CHUVA
(Ou gotas)
Gosto da chuva, da
água escorrendo em meu corpo e mostrando-me coisas que o tempo limpo, por
vezes, me faz esquecer.
Gosto de andar na
chuva fina, pular, dança, porque ali debaixo das centenas de gotas caindo posso
ser de novo o menino que nunca deixei de ser posso imaginar mil coisas e
acreditar que vão acontecer.
O encontro da gota
fria na pele ainda quente traz bem mais que a sensação do frio, do alívio
quando o dia é de muito calor, da nostalgia dos banhos ao ar livre dos tempos
de menino, a gota encontrando-se com a pele traz a sensação do toque, do
sentido e a sensação do sentir que se é vivo e que se tem muito por fazer e que
se pode.
O toque leve das
finas gotas nos faz lembrar-se de ver a vida com olhos de criança e não do
adulto medroso receando a patologia que a roupa umedecida antecede; aquele
olhar infantil, leve, de ver que todas as coisas têm seus motivos e de que
devemos aproveitá-las todas, com a mais perfeita alegria.
Gosto também da
chuva grossa e de andar lentamente enquanto as espessas gotas atingem meu
corpo, meu rosto, por vezes parecendo tentar me ferir.

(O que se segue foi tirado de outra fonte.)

//! Starfield animation state.

use nightsky_core::{StarfieldConfig, Viewport};
use rand::{Rng, rngs::StdRng};
use tracing::{debug, trace};

use crate::animations::shooting::ShootingStar;
use crate::animations::twinkle::{self, BackgroundStar};
use crate::error::StarfieldError;
use crate::schedule::{FrameClock, StopToken};
use crate::surface::DrawSurface;

/// What a single frame did.
#[derive(Debug, Clone, Copy, Default, PartialEq, Eq)]
pub struct FrameStats {
    /// Background stars painted.
    pub stars_drawn: usize,
    /// Halos painted around large stars.
    pub halos_drawn: usize,
    /// Whether the spawn attempt produced a shooting star.
    pub spawned: bool,
    /// Shooting stars that burnt out and were removed.
    pub expired: usize,
    /// Shooting stars alive after the frame.
    pub shooting_stars: usize,
}

/// Twinkling background stars plus transient shooting stars, painted onto
/// a [`DrawSurface`] once per frame.
#[derive(Debug)]
pub struct Starfield<S, R = StdRng> {
    config: StarfieldConfig,
    surface: S,
    rng: R,
    /// Background stars, regenerated wholesale on resize.
    stars: Vec<BackgroundStar>,
    /// Live shooting stars; never more than `max_shooting_stars` after a
    /// spawn attempt.
    shooting_stars: Vec<ShootingStar>,
}

impl<S: DrawSurface, R: Rng> Starfield<S, R> {
    /// Create a starfield sized to `surface` and populate its stars.
    pub fn new(config: StarfieldConfig, surface: S, rng: R) -> Result<Self, StarfieldError> {
        config.validate()?;
        ensure_area(surface.viewport())?;

        let mut starfield = Self {
            config,
            surface,
            rng,
            stars: Vec::new(),
            shooting_stars: Vec::new(),
        };
        starfield.regenerate_stars();
        Ok(starfield)
    }

    /// Resize the surface and regenerate every background star.
    ///
    /// Live shooting stars keep flying. A zero-area viewport is rejected and
    /// leaves the starfield untouched.
    pub fn resize(&mut self, viewport: Viewport) -> Result<(), StarfieldError> {
        ensure_area(viewport)?;
        self.surface.resize(viewport);
        self.regenerate_stars();
        Ok(())
    }

    fn regenerate_stars(&mut self) {
        let viewport = self.surface.viewport();
        self.stars = twinkle::generate(&mut self.rng, viewport, self.config.star_count);
        debug!(
            count = self.stars.len(),
            width = viewport.width,
            height = viewport.height,
            "generated background stars"
        );
    }

    /// Render one frame at `timestamp` milliseconds.
    pub fn frame(&mut self, timestamp: f64) -> FrameStats {
        let mut stats = FrameStats::default();

        self.surface.clear();

        for star in &self.stars {
            if star.draw(&mut self.surface, timestamp) {
                stats.halos_drawn += 1;
            }
            stats.stars_drawn += 1;
        }

        stats.spawned = self.spawn_attempt();

        let before = self.shooting_stars.len();
        let surface = &mut self.surface;
        self.shooting_stars.retain_mut(|star| {
            if !star.advance() {
                trace!(x = star.position.x, y = star.position.y, "shooting star burnt out");
                return false;
            }
            star.draw(&mut *surface);
            true
        });
        stats.expired = before - self.shooting_stars.len();
        stats.shooting_stars = self.shooting_stars.len();

        stats
    }

    fn spawn_attempt(&mut self) -> bool {
        let viewport = self.surface.viewport();
        let live = self.shooting_stars.len();
        match ShootingStar::try_spawn(&mut self.rng, viewport, live, &self.config) {
            Some(star) => self.push_shooting_star(star),
            None => false,
        }
    }

    /// Add a shooting star unless the live cap is reached.
    pub fn launch(&mut self, star: ShootingStar) -> bool {
        if self.shooting_stars.len() >= self.config.max_shooting_stars {
            return false;
        }
        self.push_shooting_star(star)
    }

    /// Launch a randomly generated shooting star, subject to the cap.
    pub fn launch_random(&mut self) -> bool {
        let star = ShootingStar::random(&mut self.rng, self.surface.viewport());
        self.launch(star)
    }

    fn push_shooting_star(&mut self, star: ShootingStar) -> bool {
        trace!(
            x = star.position.x,
            y = star.position.y,
            angle = star.angle.to_degrees(),
            "shooting star spawned"
        );
        self.shooting_stars.push(star);
        true
    }

    /// Render frames from `clock` until `stop` is cancelled. Returns the
    /// number of frames rendered.
    pub fn run<C: FrameClock + ?Sized>(&mut self, clock: &mut C, stop: &StopToken) -> u64 {
        let mut frames = 0;
        while !stop.is_cancelled() {
            let timestamp = clock.next_frame();
            self.frame(timestamp);
            frames += 1;
        }
        debug!(frames, "frame loop stopped");
        frames
    }

    pub fn config(&self) -> &StarfieldConfig {
        &self.config
    }

    pub fn viewport(&self) -> Viewport {
        self.surface.viewport()
    }

    pub fn stars(&self) -> &[BackgroundStar] {
        &self.stars
    }

    pub fn shooting_stars(&self) -> &[ShootingStar] {
        &self.shooting_stars
    }

    pub fn surface(&self) -> &S {
        &self.surface
    }
}

fn ensure_area(viewport: Viewport) -> Result<(), StarfieldError> {
    if viewport.is_empty() {
        return Err(StarfieldError::EmptySurface {
            width: viewport.width,
            height: viewport.height,
        });
    }
    Ok(())
}

#[cfg(test)]
mod tests {
    use super::*;
    use crate::surface::{DrawCommand, RecordingSurface};
    use nightsky_core::{ConfigValueError, Point};
    use rand::SeedableRng;

    fn starfield(config: StarfieldConfig, viewport: Viewport) -> Starfield<RecordingSurface> {
        Starfield::new(
            config,
            RecordingSurface::new(viewport),
            StdRng::seed_from_u64(42),
        )
        .unwrap()
    }

    fn quiet() -> StarfieldConfig {
        StarfieldConfig {
            spawn_probability: 0.0,
            ..Default::default()
        }
    }

    #[test]
    fn test_new_populates_stars() {
        let field = starfield(StarfieldConfig::default(), Viewport::new(800, 600));
        assert_eq!(field.stars().len(), 200);
        assert!(field.shooting_stars().is_empty());
        assert!(field.stars().iter().all(|s| field.viewport().contains(s.position)));
    }

    #[test]
    fn test_new_rejects_empty_surface() {
        let err = Starfield::new(
            StarfieldConfig::default(),
            RecordingSurface::new(Viewport::new(0, 600)),
            StdRng::seed_from_u64(1),
        )
        .unwrap_err();
        assert_eq!(
            err,
            StarfieldError::EmptySurface {
                width: 0,
                height: 600
            }
        );
    }

    #[test]
    fn test_new_rejects_bad_probability() {
        let config = StarfieldConfig {
            spawn_probability: -0.1,
            ..Default::default()
        };
        let err = Starfield::new(
            config,
            RecordingSurface::new(Viewport::new(10, 10)),
            StdRng::seed_from_u64(1),
        )
        .unwrap_err();
        assert_eq!(
            err,
            StarfieldError::Config(ConfigValueError::SpawnProbability(-0.1))
        );
    }

    #[test]
    fn test_star_count_stable_across_frames() {
        let mut field = starfield(StarfieldConfig::default(), Viewport::new(800, 600));
        let before = field.stars().to_vec();
        for i in 0..500 {
            let stats = field.frame(i as f64 * 16.0);
            assert_eq!(stats.stars_drawn, 200);
            assert_eq!(field.stars().len(), 200);
        }
        assert_eq!(field.stars(), before.as_slice());
    }

    #[test]
    fn test_frame_starts_with_clear_and_draws_halos() {
        let mut field = starfield(quiet(), Viewport::new(800, 600));
        let stats = field.frame(0.0);

        let commands = field.surface().commands();
        assert_eq!(commands[0], DrawCommand::Clear);
        let halos = field.stars().iter().filter(|s| s.has_halo()).count();
        assert_eq!(stats.halos_drawn, halos);
        assert_eq!(commands.len(), 1 + 200 + halos);
    }

    #[test]
    fn test_resize_regenerates_stars() {
        let mut field = starfield(StarfieldConfig::default(), Viewport::new(800, 600));
        let before: Vec<Point> = field.stars().iter().map(|s| s.position).collect();

        field.resize(Viewport::new(1200, 800)).unwrap();

        assert_eq!(field.viewport(), Viewport::new(1200, 800));
        assert_eq!(field.surface().viewport(), Viewport::new(1200, 800));
        assert_eq!(field.stars().len(), 200);
        for star in field.stars() {
            assert!(field.viewport().contains(star.position));
            assert!(!before.contains(&star.position));
        }
    }

    #[test]
    fn test_resize_keeps_shooting_stars() {
        let mut field = starfield(quiet(), Viewport::new(800, 600));
        assert!(field.launch(ShootingStar::new(Point::new(5.0, 5.0), 50.0, 5.0, 0.5, 0.01)));

        field.resize(Viewport::new(1200, 800)).unwrap();
        assert_eq!(field.shooting_stars().len(), 1);
        assert_eq!(field.shooting_stars()[0].position, Point::new(5.0, 5.0));
    }

    #[test]
    fn test_resize_rejects_empty_viewport() {
        let mut field = starfield(StarfieldConfig::default(), Viewport::new(800, 600));
        let before = field.stars().to_vec();
        assert!(field.resize(Viewport::new(1200, 0)).is_err());
        assert_eq!(field.viewport(), Viewport::new(800, 600));
        assert_eq!(field.stars(), before.as_slice());
    }

    #[test]
    fn test_shooting_star_removed_on_exact_frame() {
        let mut field = starfield(quiet(), Viewport::new(800, 600));
        assert!(field.launch(ShootingStar::new(Point::new(100.0, 100.0), 60.0, 5.0, 0.5, 0.25)));

        let mut last_opacity = 1.0;
        for _ in 0..3 {
            let stats = field.frame(0.0);
            assert_eq!(stats.shooting_stars, 1);
            let opacity = field.shooting_stars()[0].opacity;
            assert!(opacity < last_opacity);
            assert!(opacity > 0.0);
            last_opacity = opacity;
            assert_eq!(field.surface().stroke_count(), 1);
        }

        // 1.0 - 4 * 0.25 == 0.0: removed this frame, nothing drawn.
        let stats = field.frame(0.0);
        assert_eq!(stats.expired, 1);
        assert!(field.shooting_stars().is_empty());
        assert_eq!(field.surface().stroke_count(), 0);
    }

    #[test]
    fn test_shooting_stars_never_drawn_transparent() {
        let config = StarfieldConfig {
            spawn_probability: 0.2,
            ..Default::default()
        };
        let mut field = starfield(config, Viewport::new(800, 600));
        for i in 0..2_000 {
            field.frame(i as f64 * 16.0);
            for command in field.surface().commands() {
                if let DrawCommand::StrokeGradient { end, .. } = command {
                    assert!(end.a > 0.0);
                }
            }
            assert!(field.surface().circle_alphas().all(|a| a > 0.0));
        }
    }

    #[test]
    fn test_shooting_star_cap_holds() {
        let config = StarfieldConfig {
            spawn_probability: 1.0,
            ..Default::default()
        };
        let mut field = starfield(config, Viewport::new(800, 600));
        let mut spawned = 0;
        for i in 0..1_000 {
            let stats = field.frame(i as f64);
            assert!(field.shooting_stars().len() <= 2);
            spawned += stats.spawned as usize;
        }
        assert!(spawned >= 2);
    }

    #[test]
    fn test_launch_respects_cap() {
        let mut field = starfield(quiet(), Viewport::new(800, 600));
        assert!(field.launch_random());
        assert!(field.launch_random());
        assert!(!field.launch_random());
        assert_eq!(field.shooting_stars().len(), 2);
    }

    #[test]
    fn test_same_seed_same_sky() {
        let a = starfield(StarfieldConfig::default(), Viewport::new(640, 480));
        let b = starfield(StarfieldConfig::default(), Viewport::new(640, 480));
        assert_eq!(a.stars(), b.stars());
    }

    struct ManualClock {
        now: f64,
        stop_after: u64,
        ticks: u64,
        stop: StopToken,
    }

    impl FrameClock for ManualClock {
        fn next_frame(&mut self) -> f64 {
            self.ticks += 1;
            if self.ticks >= self.stop_after {
                self.stop.cancel();
            }
            self.now += 16.0;
            self.now
        }
    }

    #[test]
    fn test_run_until_stopped() {
        let mut field = starfield(StarfieldConfig::default(), Viewport::new(320, 240));
        let stop = StopToken::new();
        let mut clock = ManualClock {
            now: 0.0,
            stop_after: 25,
            ticks: 0,
            stop: stop.clone(),
        };

        assert_eq!(field.run(&mut clock, &stop), 25);
        assert!(stop.is_cancelled());
    }

    #[test]
    fn test_run_with_cancelled_token_renders_nothing() {
        let mut field = starfield(StarfieldConfig::default(), Viewport::new(320, 240));
        let stop = StopToken::new();
        stop.cancel();
        let mut clock = ManualClock {
            now: 0.0,
            stop_after: 1,
            ticks: 0,
            stop: stop.clone(),
        };
        assert_eq!(field.run(&mut clock, &stop), 0);
        assert!(field.surface().commands().is_empty());
    }
}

Essa chuva lembra o
quanto somos frágeis e oprimidos e as pancadas de umidade fazem balançar os
pensamentos e nos forçam a colocar toda angustia para fora e assim caminhando
com a chuva no rosto tão forte que esconde a chuva dos olhos, das águas que transbordam
do coração, vai a água escorrendo molhando o corpo e vai a angustia junto,
lavando a alma.
Gosto da chuva por
si só, porque pode ser muitas, ser forte , assustadora ou fraca, refrescante,
ser boa ou má, ser lembrança ou medo ou ser somente chuva.